■ **To do**: First find the line with "talk to the bot" in the entries below, then set down exactly every line through the line with "let handle = line.trim_start_matches('@');", that line included.

[Task material Boundary: Start]

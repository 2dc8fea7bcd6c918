//! # Authorization Feature
//!
//! Allow-list based access control. The list file is re-read on every
//! check so the operator can grant or revoke access without a restart.
//!
//! - **Version**: 1.0.0
//! - **Since**: 2.0.0
//! - **Toggleable**: true

use async_trait::async_trait;
use log::{error, info, warn};
use std::collections::HashSet;
use std::path::PathBuf;

/// Decides whether a sender may talk to the bot
#[async_trait]
pub trait AccessPolicy: Send + Sync {
    /// `handle` is the transport-level username, if the sender has one
    async fn is_allowed(&self, user_id: &str, handle: Option<&str>) -> bool;
}

/// Permits everyone. Used when no allow-list is configured.
pub struct OpenAccess;

#[async_trait]
impl AccessPolicy for OpenAccess {
    async fn is_allowed(&self, _user_id: &str, _handle: Option<&str>) -> bool {
        true
    }
}

/// File-backed allow-list: one entry per line, numeric ids or @handles,
/// `#` starts a comment.
pub struct AllowList {
    path: PathBuf,
}

impl AllowList {
    pub fn new(path: impl Into<PathBuf>) -> Self {
        AllowList { path: path.into() }
    }
}

#[async_trait]
impl AccessPolicy for AllowList {
    async fn is_allowed(&self, user_id: &str, handle: Option<&str>) -> bool {
        let content = match std::fs::read_to_string(&self.path) {
            Ok(content) => content,
            Err(e) => {
                // Unreadable list denies everyone rather than opening the bot up
                error!("Failed to read allow-list {}: {e}", self.path.display());
                return false;
            }
        };
        let allowed = parse_allow_list(&content);

        if allowed.ids.contains(user_id) {
            return true;
        }
        if let Some(handle) = handle {
            let handle = handle.trim_start_matches('@').to_lowercase();
            if allowed.handles.contains(&handle) {
                info!("User @{handle} (ID: {user_id}) authorized by handle");
                return true;
            }
        }
        false
    }
}

struct AllowedUsers {
    ids: HashSet<String>,
    handles: HashSet<String>,
}

fn parse_allow_list(content: &str) -> AllowedUsers {
    let mut ids = HashSet::new();
    let mut handles = HashSet::new();

    for (line_num, line) in content.lines().enumerate() {
        let line = line.trim();
        if line.is_empty() || line.starts_with('#') {
            continue;
        }

        if line.chars().all(|c| c.is_ascii_digit()) {
            ids.insert(line.to_string());
            continue;
        }

        let handle = line.trim_start_matches('@');
        // Transport handles are 5-32 chars, alphanumeric plus underscore
        let valid = (5..=32).contains(&handle.len())
            && handle.chars().all(|c| c.is_ascii_alphanumeric() || c == '_');
        if valid {
            handles.insert(handle.to_lowercase());
        } else {
            warn!("Invalid handle format on line {}: {line}", line_num + 1);
        }
    }

    AllowedUsers { ids, handles }
}

#[cfg(test)]
mod tests {
    use super::*;

    #[test]
    fn test_parse_allow_list_ids_and_handles() {
        let allowed = parse_allow_list("# admins\n123456\n@some_user\nOtherUser\n\n789\n");
        assert!(allowed.ids.contains("123456"));
        assert!(allowed.ids.contains("789"));
        assert!(allowed.handles.contains("some_user"));
        assert!(allowed.handles.contains("otheruser"));
        assert_eq!(allowed.ids.len(), 2);
        assert_eq!(allowed.handles.len(), 2);
    }

    #[test]
    fn test_parse_allow_list_rejects_bad_handles() {
        let allowed = parse_allow_list("@ab\n@way too many spaces\n@good_name\n");
        assert_eq!(allowed.handles.len(), 1);
        assert!(allowed.handles.contains("good_name"));
    }

    #[tokio::test]
    async fn test_open_access_allows_anyone() {
        assert!(OpenAccess.is_allowed("anyone", None).await);
    }

    #[tokio::test]
    async fn test_allow_list_missing_file_denies() {
        let policy = AllowList::new("/nonexistent/allowed_users.txt");
        assert!(!policy.is_allowed("123", Some("someone")).await);
    }
}
#[cfg(test)]
mod tests {
    use super::*;
    use crate::core::config::load_timezone_choices;
    use crate::features::auth::OpenAccess;
    use async_trait::async_trait;

    struct DenyAll;

    #[async_trait]
    impl AccessPolicy for DenyAll {
        async fn is_allowed(&self, _user_id: &str, _handle: Option<&str>) -> bool {
            false
        }
    }

    async fn test_engine() -> DialogEngine {
        let database = Database::new(":memory:").await.unwrap();
        DialogEngine::new(
            database,
            SessionStore::new(),
            Arc::new(OpenAccess),
            load_timezone_choices(None),
        )
    }

    fn message(text: &str) -> InboundMessage {
        InboundMessage {
            conversation_id: "c1".into(),
            sender_id: "42".into(),
            sender_handle: None,
            text: text.into(),
        }
    }

    async fn say(engine: &DialogEngine, text: &str) -> Reply {
        engine.handle_message(&message(text)).await
    }

    async fn onboard(engine: &DialogEngine) {
        let reply = say(engine, "/start").await;
        assert!(reply.text.contains("timezone"));
        let reply = say(engine, "Kyiv (UTC+2/+3)").await;
        assert!(reply.text.contains("Timezone set"));
    }

    async fn add_medicine(engine: &DialogEngine, name: &str, times: &[(&str, &str)]) {
        say(engine, captions::ADD_MEDICINE).await;
        say(engine, name).await;
        for (i, (time, dosage)) in times.iter().enumerate() {
            if i > 0 {
                say(engine, captions::YES).await;
            }
            say(engine, time).await;
            say(engine, dosage).await;
            let reply = say(engine, captions::SAVE).await;
            assert!(reply.text.contains("Medicine saved"), "{}", reply.text);
        }
        say(engine, captions::NO).await;
    }

    #[tokio::test]
    async fn test_add_flow_round_trip() {
        let engine = test_engine().await;
        onboard(&engine).await;
        add_medicine(&engine, "Aspirin", &[("8", "1 таблетка")]).await;

        let medicines = engine.database.list_medicines("42").await;
        assert_eq!(medicines.len(), 1);
        assert_eq!(medicines[0].name, "Aspirin");
        assert_eq!(medicines[0].reminders.len(), 1);
        assert_eq!(medicines[0].reminders[0].time, "08:00");
        assert_eq!(medicines[0].reminders[0].dosage, "1 таблетка");
        assert!(medicines[0].reminders[0].active);
    }

    #[tokio::test]
    async fn test_adding_more_times_reuses_medicine() {
        let engine = test_engine().await;
        onboard(&engine).await;
        add_medicine(
            &engine,
            "Aspirin",
            &[("08:00", "1 tablet"), ("2015", "1 tablet")],
        )
        .await;

        let medicines = engine.database.list_medicines("42").await;
        assert_eq!(medicines.len(), 1, "second time must reuse the medicine");
        assert_eq!(medicines[0].reminders.len(), 2);
        assert_eq!(medicines[0].reminders[1].time, "20:15");
    }

    #[tokio::test]
    async fn test_invalid_input_reprompts_without_mutation() {
        let engine = test_engine().await;
        onboard(&engine).await;

        say(&engine, captions::ADD_MEDICINE).await;
        let reply = say(&engine, &"n".repeat(101)).await;
        assert!(reply.text.contains("Invalid medicine name"));

        say(&engine, "Aspirin").await;
        let reply = say(&engine, "25:70").await;
        assert!(reply.text.contains("Invalid time format"));
        let reply = say(&engine, "830").await;
        assert!(reply.text.contains("08:30"), "valid retry must advance");

        // Nothing was persisted before the save transition
        assert!(engine.database.list_medicines("42").await.is_empty());
    }

    #[tokio::test]
    async fn test_edit_restarts_entry() {
        let engine = test_engine().await;
        onboard(&engine).await;

        say(&engine, captions::ADD_MEDICINE).await;
        say(&engine, "Asperin").await;
        say(&engine, "08:00").await;
        say(&engine, "1 tablet").await;
        let reply = say(&engine, captions::EDIT).await;
        assert!(reply.text.contains("Enter the medicine name"));

        say(&engine, "Aspirin").await;
        say(&engine, "08:00").await;
        say(&engine, "1 tablet").await;
        say(&engine, captions::SAVE).await;
        say(&engine, captions::NO).await;

        let medicines = engine.database.list_medicines("42").await;
        assert_eq!(medicines.len(), 1);
        assert_eq!(medicines[0].name, "Aspirin");
    }

    #[tokio::test]
    async fn test_cancel_aborts_any_flow() {
        let engine = test_engine().await;
        onboard(&engine).await;

        say(&engine, captions::ADD_MEDICINE).await;
        say(&engine, "Aspirin").await;
        let reply = say(&engine, captions::CANCEL).await;
        assert!(reply.text.contains("Main menu"));
        assert!(engine.database.list_medicines("42").await.is_empty());

        // The draft is gone: free text lands in Idle again
        let reply = say(&engine, "Aspirin").await;
        assert!(reply.text.contains("I don't understand"));
    }

    #[tokio::test]
    async fn test_single_reminder_deletion_skips_picker() {
        let engine = test_engine().await;
        onboard(&engine).await;
        add_medicine(&engine, "Aspirin", &[("08:00", "1 tablet")]).await;

        say(&engine, captions::DELETE_MEDICINE).await;
        let reply = say(&engine, "1").await;
        // Straight to the confirmation step, no reminder picker
        assert!(reply.text.contains("Confirm deletion"), "{}", reply.text);
        let options = reply.options.unwrap();
        assert!(options.contains(&captions::CONFIRM_DELETE.to_string()));

        let reply = say(&engine, captions::CONFIRM_DELETE).await;
        assert!(reply.text.contains("deleted"));
        assert!(engine.database.list_medicines("42").await.is_empty());
    }

    #[tokio::test]
    async fn test_multi_reminder_deletion_offers_choice() {
        let engine = test_engine().await;
        onboard(&engine).await;
        add_medicine(
            &engine,
            "Aspirin",
            &[("08:00", "1 tablet"), ("20:00", "2 tablets")],
        )
        .await;

        say(&engine, captions::DELETE_MEDICINE).await;
        let reply = say(&engine, "1").await;
        assert!(reply.text.contains("What should be deleted"));
        // Whole medicine + two reminders + cancel
        assert_eq!(reply.options.as_ref().unwrap().len(), 4);

        // "2." is the 08:00 reminder
        let reply = say(&engine, "2").await;
        assert!(reply.text.contains("08:00"));
        say(&engine, captions::CONFIRM_DELETE).await;

        let medicines = engine.database.list_medicines("42").await;
        assert_eq!(medicines.len(), 1);
        assert_eq!(medicines[0].reminders.len(), 1);
        assert_eq!(medicines[0].reminders[0].time, "20:00");
    }

    #[tokio::test]
    async fn test_delete_all_needs_two_confirmations() {
        let engine = test_engine().await;
        onboard(&engine).await;
        add_medicine(&engine, "Aspirin", &[("08:00", "1 tablet"), ("20:00", "1 tablet")]).await;
        add_medicine(&engine, "Ibuprofen", &[("12:00", "1 tablet"), ("18:00", "1 tablet")]).await;
        add_medicine(&engine, "Vitamin D", &[("09:00", "2 drops")]).await;

        let reply = say(&engine, captions::DELETE_ALL).await;
        assert!(reply.text.contains("Medicines: 3"));
        assert!(reply.text.contains("Reminders: 5"));
        assert_eq!(engine.database.list_medicines("42").await.len(), 3);

        let reply = say(&engine, captions::DELETE_ALL_FIRST).await;
        assert!(reply.text.contains("FINAL CHECK"));
        // Still nothing deleted after the first confirmation
        assert_eq!(engine.database.list_medicines("42").await.len(), 3);

        let reply = say(&engine, captions::DELETE_ALL_TOKEN).await;
        assert!(reply.text.contains("Removed 3 medicines"));
        assert!(engine.database.list_medicines("42").await.is_empty());
    }

    #[tokio::test]
    async fn test_delete_all_requires_exact_token() {
        let engine = test_engine().await;
        onboard(&engine).await;
        add_medicine(&engine, "Aspirin", &[("08:00", "1 tablet")]).await;

        say(&engine, captions::DELETE_ALL).await;
        say(&engine, captions::DELETE_ALL_FIRST).await;
        let reply = say(&engine, "I CONFIRM THE DELETION").await;
        assert!(reply.text.contains("Invalid choice"));
        assert_eq!(engine.database.list_medicines("42").await.len(), 1);

        let reply = say(&engine, captions::KEEP_ALL).await;
        assert!(reply.text.contains("safe"));
        assert_eq!(engine.database.list_medicines("42").await.len(), 1);
    }

    #[tokio::test]
    async fn test_unauthorized_sender_gets_refusal_and_no_state() {
        let database = Database::new(":memory:").await.unwrap();
        let sessions = SessionStore::new();
        let engine = DialogEngine::new(
            database.clone(),
            sessions.clone(),
            Arc::new(DenyAll),
            load_timezone_choices(None),
        );

        let reply = engine.handle_message(&message("/start")).await;
        assert!(reply.text.contains("access is restricted"));
        assert!(database.get_user("42").await.is_none());
        assert_eq!(sessions.state_of("c1"), DialogState::Idle);
    }

    #[tokio::test]
    async fn test_new_user_is_routed_through_timezone_selection() {
        let engine = test_engine().await;
        let reply = say(&engine, captions::ADD_MEDICINE).await;
        assert!(reply.text.contains("timezone"));

        let reply = say(&engine, "Seattle (UTC-8/-7)").await;
        assert!(reply.text.contains("Timezone set"));
        let user = engine.database.get_user("42").await.unwrap();
        assert_eq!(user.timezone, "America/Los_Angeles");
    }

    #[tokio::test]
    async fn test_change_timezone_accepts_raw_iana_name() {
        let engine = test_engine().await;
        onboard(&engine).await;

        let reply = say(&engine, captions::CHANGE_TIMEZONE).await;
        let options = reply.options.unwrap();
        assert!(options.iter().any(|o| o.contains("(current)")));

        let reply = say(&engine, "Europe/Berlin").await;
        assert!(reply.text.contains("Timezone changed"));
        let user = engine.database.get_user("42").await.unwrap();
        assert_eq!(user.timezone, "Europe/Berlin");
    }

    #[tokio::test]
    async fn test_change_timezone_rejects_unknown_zone() {
        let engine = test_engine().await;
        onboard(&engine).await;

        say(&engine, captions::CHANGE_TIMEZONE).await;
        let reply = say(&engine, "Atlantis/Central").await;
        assert!(reply.text.contains("Invalid choice"));
        let user = engine.database.get_user("42").await.unwrap();
        assert_eq!(user.timezone, "Europe/Kyiv");
    }

    #[tokio::test]
    async fn test_list_medicines_menu_depends_on_content() {
        let engine = test_engine().await;
        onboard(&engine).await;

        let reply = say(&engine, captions::MY_MEDICINES).await;
        assert!(reply.text.contains("no saved medicines"));
        assert!(!reply
            .options
            .as_ref()
            .unwrap()
            .contains(&captions::DELETE_ALL.to_string()));

        add_medicine(&engine, "Aspirin", &[("08:00", "1 tablet")]).await;
        let reply = say(&engine, captions::MY_MEDICINES).await;
        assert!(reply.text.contains("Aspirin"));
        assert!(reply
            .options
            .as_ref()
            .unwrap()
            .contains(&captions::DELETE_ALL.to_string()));
    }

    #[tokio::test]
    async fn test_conversations_are_independent() {
        let engine = test_engine().await;
        onboard(&engine).await;

        // First conversation is mid-flow
        say(&engine, captions::ADD_MEDICINE).await;
        say(&engine, "Aspirin").await;

        // A second conversation of another sender starts clean
        let other = InboundMessage {
            conversation_id: "c2".into(),
            sender_id: "43".into(),
            sender_handle: None,
            text: "/start".into(),
        };
        let reply = engine.handle_message(&other).await;
        assert!(reply.text.contains("Welcome"));

        // And the first one is still waiting for a time
        let reply = say(&engine, "08:00").await;
        assert!(reply.text.contains("dosage"));
    }
}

[Task material Boundary: End]

■ **Output for this task**:
/// Decides whether a sender may talk to the bot
#[async_trait]
pub trait AccessPolicy: Send + Sync {
    /// `handle` is the transport-level username, if the sender has one
    async fn is_allowed(&self, user_id: &str, handle: Option<&str>) -> bool;
}

/// Permits everyone. Used when no allow-list is configured.
pub struct OpenAccess;

#[async_trait]
impl AccessPolicy for OpenAccess {
    async fn is_allowed(&self, _user_id: &str, _handle: Option<&str>) -> bool {
        true
    }
}

/// File-backed allow-list: one entry per line, numeric ids or @handles,
/// `#` starts a comment.
pub struct AllowList {
    path: PathBuf,
}

impl AllowList {
    pub fn new(path: impl Into<PathBuf>) -> Self {
        AllowList { path: path.into() }
    }
}

#[async_trait]
impl AccessPolicy for AllowList {
    async fn is_allowed(&self, user_id: &str, handle: Option<&str>) -> bool {
        let content = match std::fs::read_to_string(&self.path) {
            Ok(content) => content,
            Err(e) => {
                // Unreadable list denies everyone rather than opening the bot up
                error!("Failed to read allow-list {}: {e}", self.path.display());
                return false;
            }
        };
        let allowed = parse_allow_list(&content);

        if allowed.ids.contains(user_id) {
            return true;
        }
        if let Some(handle) = handle {
            let handle = handle.trim_start_matches('@').to_lowercase();
            if allowed.handles.contains(&handle) {
                info!("User @{handle} (ID: {user_id}) authorized by handle");
                return true;
            }
        }
        false
    }
}

struct AllowedUsers {
    ids: HashSet<String>,
    handles: HashSet<String>,
}

fn parse_allow_list(content: &str) -> AllowedUsers {
    let mut ids = HashSet::new();
    let mut handles = HashSet::new();

    for (line_num, line) in content.lines().enumerate() {
        let line = line.trim();
        if line.is_empty() || line.starts_with('#') {
            continue;
        }

        if line.chars().all(|c| c.is_ascii_digit()) {
            ids.insert(line.to_string());
            continue;
        }

        let handle = line.trim_start_matches('@');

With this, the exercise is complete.